Presentation of Term Paper                                                         50 points                                                                                

Class Contribution/Participation                                               100 points                                                                    

Total                                                                                                    550 points

 


Assignments                                                                                                                                                                      

All assignments are due at the beginning of class on the designated date. They must be in hard (paper) form; e-mailed attachments will not be accepted. Late submission of assignments will be permitted only if authorized by the Instructor before the due date and will be permitted only in cases of unavoidable personal or family emergencies. Unless a prior agreement has been made, late submissions will be given only half of the points earned. Running out of paper or ink cartridges for your printer, not being able to find a printer on campus, finding a virus or fault on your disk, not being able to get onto a computer in one of the labs, having your computer’s hard drive crash at the last minute, being busy with other courses, having to attend an interview are not valid excuses. You will be given the assignments in plenty of time before the due date. Procrastination and poor time management generally result in poor quality work and difficulties in meeting deadlines. Both can be avoided.
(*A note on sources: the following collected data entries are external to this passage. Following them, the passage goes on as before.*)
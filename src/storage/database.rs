//! Database abstraction layer
//!
//! Provides a unified key-value interface over the storage engines the host
//! can persist module state to: an in-process map and sled (behind the `sled`
//! feature).

use anyhow::Result;
use serde::{Deserialize, Serialize};
use std::collections::{BTreeMap, HashMap};
use std::path::Path;
use std::sync::{Arc, RwLock};

/// Database abstraction trait
pub trait Database: Send + Sync {
    /// Open a named tree/table
    fn open_tree(&self, name: &str) -> Result<Box<dyn Tree>>;

    /// Flush all pending writes
    fn flush(&self) -> Result<()>;
}

/// Outcome of [`Tree::compare_and_swap`]
pub type Swap = std::result::Result<(), Option<Vec<u8>>>;

/// Named collection of key-value pairs within a database
pub trait Tree: Send + Sync {
    /// Replace the value under `key` only if it currently equals `expected`
    /// (`None` meaning absent). On mismatch nothing is written and the
    /// current value is returned in the inner `Err`.
    fn compare_and_swap(
        &self,
        key: &[u8],
        expected: Option<&[u8]>,
        new: &[u8],
    ) -> Result<Swap>;

    /// Insert only if the key is absent; returns the existing value otherwise
    fn insert_if_absent(&self, key: &[u8], value: &[u8]) -> Result<Option<Vec<u8>>> {
        Ok(self.compare_and_swap(key, None, value)?.err().flatten())
    }

    /// Get a value by key
    fn get(&self, key: &[u8]) -> Result<Option<Vec<u8>>>;

    /// Check if a key exists
    fn contains_key(&self, key: &[u8]) -> Result<bool> {
        Ok(self.get(key)?.is_some())
    }

    /// Get number of entries
    fn len(&self) -> Result<usize>;

    /// Check if tree is empty
    fn is_empty(&self) -> Result<bool> {
        Ok(self.len()? == 0)
    }

    /// Iterate over all key-value pairs
    fn iter(&self) -> Box<dyn Iterator<Item = Result<(Vec<u8>, Vec<u8>)>> + '_>;
}

/// Database backend type
#[derive(Debug, Clone, Copy, PartialEq, Eq, Serialize, Deserialize)]
#[serde(rename_all = "lowercase")]
pub enum DatabaseBackend {
    Memory,
    Sled,
}

/// Create a database instance based on backend type
pub fn create_database<P: AsRef<Path>>(
    data_dir: P,
    backend: DatabaseBackend,
) -> Result<Box<dyn Database>> {
    match backend {
        DatabaseBackend::Memory => Ok(Box::new(MemoryDatabase::new())),
        #[cfg(feature = "sled")]
        DatabaseBackend::Sled => Ok(Box::new(sled_impl::SledDatabase::new(data_dir)?)),
        #[cfg(not(feature = "sled"))]
        DatabaseBackend::Sled => {
            let _ = data_dir;
            Err(anyhow::anyhow!(
                "Sled backend not available (feature not enabled)"
            ))
        }
    }
}

/// Get default database backend
pub fn default_backend() -> DatabaseBackend {
    #[cfg(feature = "sled")]
    {
        DatabaseBackend::Sled
    }
    #[cfg(not(feature = "sled"))]
    {
        DatabaseBackend::Memory
    }
}

type SharedMap = Arc<RwLock<BTreeMap<Vec<u8>, Vec<u8>>>>;

/// In-process database; contents are lost on drop
#[derive(Default)]
pub struct MemoryDatabase {
    trees: RwLock<HashMap<String, SharedMap>>,
}

impl MemoryDatabase {
    pub fn new() -> Self {
        Self::default()
    }
}

fn poisoned() -> anyhow::Error {
    anyhow::anyhow!("Memory database lock poisoned")
}

impl Database for MemoryDatabase {
    fn open_tree(&self, name: &str) -> Result<Box<dyn Tree>> {
        let mut trees = self.trees.write().map_err(|_| poisoned())?;
        let map = trees.entry(name.to_string()).or_default();
        Ok(Box::new(MemoryTree {
            map: Arc::clone(map),
        }))
    }

    fn flush(&self) -> Result<()> {
        Ok(())
    }
}

struct MemoryTree {
    map: SharedMap,
}

impl Tree for MemoryTree {
    fn compare_and_swap(
        &self,
        key: &[u8],
        expected: Option<&[u8]>,
        new: &[u8],
    ) -> Result<Swap> {
        let mut map = self.map.write().map_err(|_| poisoned())?;
        if map.get(key).map(Vec::as_slice) != expected {
            return Ok(Err(map.get(key).cloned()));
        }
        map.insert(key.to_vec(), new.to_vec());
        Ok(Ok(()))
    }

    fn get(&self, key: &[u8]) -> Result<Option<Vec<u8>>> {
        Ok(self.map.read().map_err(|_| poisoned())?.get(key).cloned())
    }

    fn len(&self) -> Result<usize> {
        Ok(self.map.read().map_err(|_| poisoned())?.len())
    }

    fn iter(&self) -> Box<dyn Iterator<Item = Result<(Vec<u8>, Vec<u8>)>> + '_> {
        // Snapshot so the lock is not held across iteration
        let items: Vec<Result<(Vec<u8>, Vec<u8>)>> = match self.map.read() {
            Ok(map) => map.iter().map(|(k, v)| Ok((k.clone(), v.clone()))).collect(),
            Err(_) => vec![Err(poisoned())],
        };
        Box::new(items.into_iter())
    }
}

// Sled implementation
#[cfg(feature = "sled")]
mod sled_impl {
    use super::{Database, Swap, Tree};
    use anyhow::Result;
    use sled::Db;
    use std::path::Path;
    use std::sync::Arc;

    pub struct SledDatabase {
        db: Arc<Db>,
    }

    impl SledDatabase {
        pub fn new<P: AsRef<Path>>(data_dir: P) -> Result<Self> {
            let db = sled::open(data_dir)?;
            Ok(Self { db: Arc::new(db) })
        }
    }

    impl Database for SledDatabase {
        fn open_tree(&self, name: &str) -> Result<Box<dyn Tree>> {
            let tree = self.db.open_tree(name)?;
            Ok(Box::new(SledTree {
                tree: Arc::new(tree),
            }))
        }

        fn flush(&self) -> Result<()> {
            self.db.flush()?;
            Ok(())
        }
    }

    struct SledTree {
        tree: Arc<sled::Tree>,
    }

    impl Tree for SledTree {
        fn compare_and_swap(
            &self,
            key: &[u8],
            expected: Option<&[u8]>,
            new: &[u8],
        ) -> Result<Swap> {
            match self.tree.compare_and_swap(key, expected, Some(new))? {
                Ok(()) => Ok(Ok(())),
                Err(conflict) => Ok(Err(conflict.current.map(|v| v.to_vec()))),
            }
        }

        fn get(&self, key: &[u8]) -> Result<Option<Vec<u8>>> {
            Ok(self.tree.get(key)?.map(|v| v.to_vec()))
        }

        fn contains_key(&self, key: &[u8]) -> Result<bool> {
            Ok(self.tree.contains_key(key)?)
        }

        fn len(&self) -> Result<usize> {
            Ok(self.tree.len())
        }

        fn iter(&self) -> Box<dyn Iterator<Item = Result<(Vec<u8>, Vec<u8>)>> + '_> {
            Box::new(self.tree.iter().map(|item| {
                item.map(|(k, v)| (k.to_vec(), v.to_vec()))
                    .map_err(|e| anyhow::anyhow!("Sled iteration error: {}", e))
            }))
        }
    }
}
Be aware also that assignments can always be handed in early and that written work will not be accepted from students who are habitually absent or late. This class requires more than submitting assignments on the due date to get a passing grade.

 

Attendance & Class Contribution/Participation                                                                                                        

A prerequisite of contribution/participation is attendance, and regular attendance is expected of all students. To encourage this, roll will be taken each class period (beginning week 2), and unexcused absenteeism will result a deduction of one point for every class missed during weeks 2 - 12, and five points for every class missed during weeks 13 - 16. Anyone with more than five unexcused absences during the semester will have their grade reduced by 25%.

If a genuine problem prevents you from attending, notify me before class, and I will try to accommodate you. If a student’s absences become excessive for any reason, they will be required either to drop the class or take an Incomplete grade.                                                                                                                                 

Be aware that attendance, for purposes of this class, refers to more than being physically present; I expect to have your full attention not just part of it while you attempt to multi-task. Students who are physically present but engage in non-class related activities (sleeping, filling out your day planner, engaging in private chats, text messaging, reading non-class related material, etc.) will be treated as absent and the penalty point(s) will be deducted. Non-class related activities which are also disruptive may incur a more severe penalty (see Expectations, below).Participation in/contribution to class discussions is important and comprises a significant part of your grade (18%). There are good reasons for this: 

As will be discussed during the semester, the recognition of women’s contribution and advancement in the workplace can be hindered by differences in communication style between women and men; many females (and some males) have a reluctance to speak out, leading to a lack of recognition.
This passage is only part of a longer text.